* WORK TO BE COMPLETED *
Which lines in the data below contain the word "PrefItem"? Pull each of them out.

☆ ☆ ☆ ☆

//! Bottom rows: last log line and the key bindings bar.

use ratatui::{
    layout::Rect,
    style::{Modifier, Style},
    text::{Line, Span},
    widgets::Paragraph,
    Frame,
};

use radiola_core::protocol::MpvHealth;

use crate::action::Overlay;
use crate::theme::{C_ACCENT, C_MODE_DIALOG, C_MODE_NORMAL, C_MUTED, C_PLAYING, C_SECONDARY, C_SEPARATOR};

pub fn mode_label(overlay: Overlay) -> &'static str {
    match overlay {
        Overlay::None => "PLAYER",
        Overlay::Stations => "STATIONS",
        Overlay::Search => "SEARCH",
        Overlay::Plugins => "PLUGINS",
        Overlay::Preferences => "PREFS",
        Overlay::Help => "HELP",
    }
}

fn keys_for(overlay: Overlay) -> &'static str {
    match overlay {
        Overlay::None => {
            " Space play/pause  n next  l/b/t/u love/ban/tired/unrate  ←→ vol  s stations  f search  p plugins  y copy  L logs  ? help  q close  Q quit"
        }
        Overlay::Stations => " type to filter  ↑↓ select  Tab sort  Enter play  Esc close",
        Overlay::Search => " type to search  ↑↓ select  Enter OK  Esc cancel",
        Overlay::Plugins => " ↑↓ select  Space toggle  Enter preferences  Esc close",
        Overlay::Preferences => " ↑↓ select  Space toggle  ←→ choose  r reset  Esc close",
        Overlay::Help => " any key closes",
    }
}

/// Last log line with an mpv health dot.
pub fn draw_log_bar(frame: &mut Frame, area: Rect, last_log: Option<&str>, health: &MpvHealth) {
    let dot = match health.badge_label() {
        Some(label) => Span::styled(format!("○ {}", label), Style::default().fg(C_ACCENT)),
        None => Span::styled("●", Style::default().fg(C_PLAYING)),
    };
    let line = Line::from(vec![
        dot,
        Span::raw(" "),
        Span::styled(last_log.unwrap_or(""), Style::default().fg(C_SECONDARY)),
    ]);
    frame.render_widget(Paragraph::new(line), area);
}

pub fn draw_separator(frame: &mut Frame, area: Rect) {
    frame.render_widget(
        Paragraph::new(Line::from(Span::styled(
            "─".repeat(area.width as usize),
            Style::default().fg(C_SEPARATOR),
        ))),
        area,
    );
}

pub fn draw_keys_bar(frame: &mut Frame, area: Rect, overlay: Overlay) {
    let color = if overlay == Overlay::None {
        C_MODE_NORMAL
    } else {
        C_MODE_DIALOG
    };
    let line = Line::from(vec![
        Span::styled(
            format!(" {} ", mode_label(overlay)),
            Style::default().fg(color).add_modifier(Modifier::BOLD),
        ),
        Span::styled(keys_for(overlay), Style::default().fg(C_MUTED)),
    ]);
    frame.render_widget(Paragraph::new(line), area);
}
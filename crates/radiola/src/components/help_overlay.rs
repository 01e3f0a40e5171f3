//! HelpOverlay: keyboard shortcut reference.

use ratatui::crossterm::event::KeyEvent;
use ratatui::{
    layout::Rect,
    style::{Modifier, Style},
    text::{Line, Span},
    widgets::{Paragraph, Wrap},
    Frame,
};

use crate::{
    action::{Action, ComponentId},
    app_state::AppState,
    component::Component,
    theme::{C_MUTED, C_PRIMARY, C_SECONDARY},
    widgets::pane_chrome::{centered, dialog_frame},
};

pub struct HelpOverlay;

impl HelpOverlay {
    pub fn new() -> Self {
        Self
    }
}

impl Component for HelpOverlay {
    fn id(&self) -> ComponentId {
        ComponentId::HelpOverlay
    }

    /// Any key closes the overlay.
    fn handle_key(&mut self, _key: KeyEvent, _state: &AppState) -> Vec<Action> {
        vec![Action::CloseOverlay]
    }

    fn draw(&mut self, frame: &mut Frame, area: Rect, _focused: bool, _state: &AppState) {
        let popup = centered(area, 60, 26);
        let inner = dialog_frame(frame, popup, "keyboard shortcuts");

        let lines = vec![
            section("playback"),
            help_row("space", "play / pause"),
            help_row("n", "next song"),
            help_row("← / →", "volume down / up"),
            help_row("l / b / t / u", "love / ban / tired / unrate"),
            Line::from(""),
            section("stations"),
            help_row("s", "stations (type to filter, tab sorts)"),
            help_row("f", "search the station directory"),
            Line::from(""),
            section("window"),
            help_row("↑ / ↓  or  j / k", "move in the history"),
            help_row("enter", "copy the selected song"),
            help_row("y", "copy \"artist - title\""),
            help_row("p", "plugins"),
            help_row("L", "toggle log panel"),
            help_row("?", "this help"),
            help_row("q", "close (hides when a plugin asks)"),
            help_row("Q / Ctrl+C", "quit"),
            Line::from(""),
            Line::from(Span::styled(" press any key to close", Style::default().fg(C_MUTED))),
        ];
        frame.render_widget(Paragraph::new(lines).wrap(Wrap { trim: false }), inner);
    }
}

fn section(title: &str) -> Line<'_> {
    Line::from(Span::styled(
        format!(" {}", title),
        Style::default().fg(C_MUTED).add_modifier(Modifier::BOLD),
    ))
}

fn help_row<'a>(key: &'a str, desc: &'a str) -> Line<'a> {
    Line::from(vec![
        Span::raw(" "),
        Span::styled(
            format!("{:<18}", key),
            Style::default().fg(C_PRIMARY).add_modifier(Modifier::BOLD),
        ),
        Span::styled(desc, Style::default().fg(C_SECONDARY)),
    ])
}
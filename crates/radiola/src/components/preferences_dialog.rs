//! PreferencesDialog: a plugin's toggles and choices.
//!
//! A choice may name one value that needs a yes/no confirmation; picking it
//! shows the question and only applies the value on "y".

use ratatui::crossterm::event::{KeyCode, KeyEvent};
use ratatui::{
    layout::Rect,
    style::Style,
    text::{Line, Span},
    widgets::{Paragraph, Wrap},
    Frame,
};

use crate::{
    action::{Action, ComponentId},
    app_state::AppState,
    component::Component,
    plugin::{PrefItem, PrefKind, PrefValue},
    theme::{style_selected_focused, C_FILTER_FG, C_MUTED, C_PRIMARY, C_SECONDARY},
    widgets::pane_chrome::{centered, dialog_frame},
};

struct Pending {
    key: String,
    value: String,
    question: String,
}

pub struct PreferencesDialog {
    plugin: String,
    items: Vec<PrefItem>,
    selected: usize,
    pending: Option<Pending>,
}

impl PreferencesDialog {
    pub fn new() -> Self {
        Self {
            plugin: String::new(),
            items: Vec::new(),
            selected: 0,
            pending: None,
        }
    }

    pub fn open(&mut self, plugin: &str, items: Vec<PrefItem>) {
        self.plugin = plugin.to_string();
        self.items = items;
        self.selected = 0;
        self.pending = None;
    }

    /// Refresh values after the plugin applied a change.
    pub fn update(&mut self, items: Vec<PrefItem>) {
        self.items = items;
        self.selected = self.selected.min(self.items.len().saturating_sub(1));
    }

    pub fn plugin(&self) -> &str {
        &self.plugin
    }

    fn set(&self, key: &str, value: PrefValue) -> Vec<Action> {
        vec![Action::SetPreference {
            plugin: self.plugin.clone(),
            key: key.to_string(),
            value,
        }]
    }

    /// Step the selected choice by `delta` options.
    fn step_choice(&mut self, delta: isize) -> Vec<Action> {
        let Some(item) = self.items.get(self.selected) else {
            return vec![];
        };
        let PrefKind::Choice {
            options,
            selected,
            confirm,
        } = &item.kind
        else {
            return vec![];
        };
        if options.is_empty() {
            return vec![];
        }
        let pos = options.iter().position(|(v, _)| v == selected).unwrap_or(0) as isize;
        let next = (pos + delta).rem_euclid(options.len() as isize) as usize;
        let value = options[next].0.clone();
        if let Some((needs, question)) = confirm {
            if *needs == value {
                self.pending = Some(Pending {
                    key: item.key.clone(),
                    value,
                    question: question.clone(),
                });
                return vec![];
            }
        }
        let key = item.key.clone();
        self.set(&key, PrefValue::Choice(value))
    }
}

impl Component for PreferencesDialog {
    fn id(&self) -> ComponentId {
        ComponentId::PreferencesDialog
    }

    fn handle_key(&mut self, key: KeyEvent, _state: &AppState) -> Vec<Action> {
        if let Some(pending) = self.pending.take() {
            return match key.code {
                KeyCode::Char('y') | KeyCode::Char('Y') | KeyCode::Enter => {
                    self.set(&pending.key, PrefValue::Choice(pending.value))
                }
                _ => vec![],
            };
        }
        match key.code {
            KeyCode::Up | KeyCode::Char('k') => self.selected = self.selected.saturating_sub(1),
            KeyCode::Down | KeyCode::Char('j') => {
                self.selected = (self.selected + 1).min(self.items.len().saturating_sub(1))
            }
            KeyCode::Char(' ') | KeyCode::Enter => {
                if let Some(PrefItem {
                    key,
                    kind: PrefKind::Toggle(value),
                    ..
                }) = self.items.get(self.selected)
                {
                    return self.set(key, PrefValue::Bool(!value));
                }
                return self.step_choice(1);
            }
            KeyCode::Right | KeyCode::Char('l') => return self.step_choice(1),
            KeyCode::Left | KeyCode::Char('h') => return self.step_choice(-1),
            KeyCode::Char('r') => return vec![Action::ResetPreferences(self.plugin.clone())],
            KeyCode::Esc | KeyCode::Char('q') => return vec![Action::Open(crate::action::Overlay::Plugins)],
            _ => {}
        }
        vec![]
    }

    fn draw(&mut self, frame: &mut Frame, area: Rect, _focused: bool, _state: &AppState) {
        let popup = centered(area, 64, (self.items.len() as u16 + 6).clamp(8, 20));
        let title = format!("{} preferences", self.plugin);
        let inner = dialog_frame(frame, popup, &title);

        if let Some(pending) = &self.pending {
            let lines = vec![
                Line::from(Span::styled(pending.question.clone(), Style::default().fg(C_PRIMARY))),
                Line::raw(""),
                Line::from(Span::styled("  [y] Yes   [n] No", Style::default().fg(C_FILTER_FG))),
            ];
            frame.render_widget(Paragraph::new(lines).wrap(Wrap { trim: true }), inner);
            return;
        }

        let lines: Vec<Line> = self
            .items
            .iter()
            .enumerate()
            .map(|(i, item)| {
                let label_style = if i == self.selected {
                    style_selected_focused()
                } else {
                    Style::default().fg(C_PRIMARY)
                };
                let value = match &item.kind {
                    PrefKind::Toggle(on) => {
                        if *on { "[x]".to_string() } else { "[ ]".to_string() }
                    }
                    PrefKind::Choice {
                        options, selected, ..
                    } => {
                        let label = options
                            .iter()
                            .find(|(v, _)| v == selected)
                            .map(|(_, l)| l.as_str())
                            .unwrap_or(selected.as_str());
                        format!("‹ {} ›", label)
                    }
                };
                Line::from(vec![
                    Span::styled(format!(" {} ", value), Style::default().fg(C_SECONDARY)),
                    Span::styled(item.label.clone(), label_style),
                ])
            })
            .chain(std::iter::once(Line::raw("")))
            .chain(std::iter::once(Line::from(Span::styled(
                " r reset to defaults",
                Style::default().fg(C_MUTED),
            ))))
            .collect();
        frame.render_widget(Paragraph::new(lines), inner);
    }
}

☆ ☆ ☆ ☆

* RESULT BELOW *
    plugin::{PrefItem, PrefKind, PrefValue},
    items: Vec<PrefItem>,
    pub fn open(&mut self, plugin: &str, items: Vec<PrefItem>) {
    pub fn update(&mut self, items: Vec<PrefItem>) {
                if let Some(PrefItem {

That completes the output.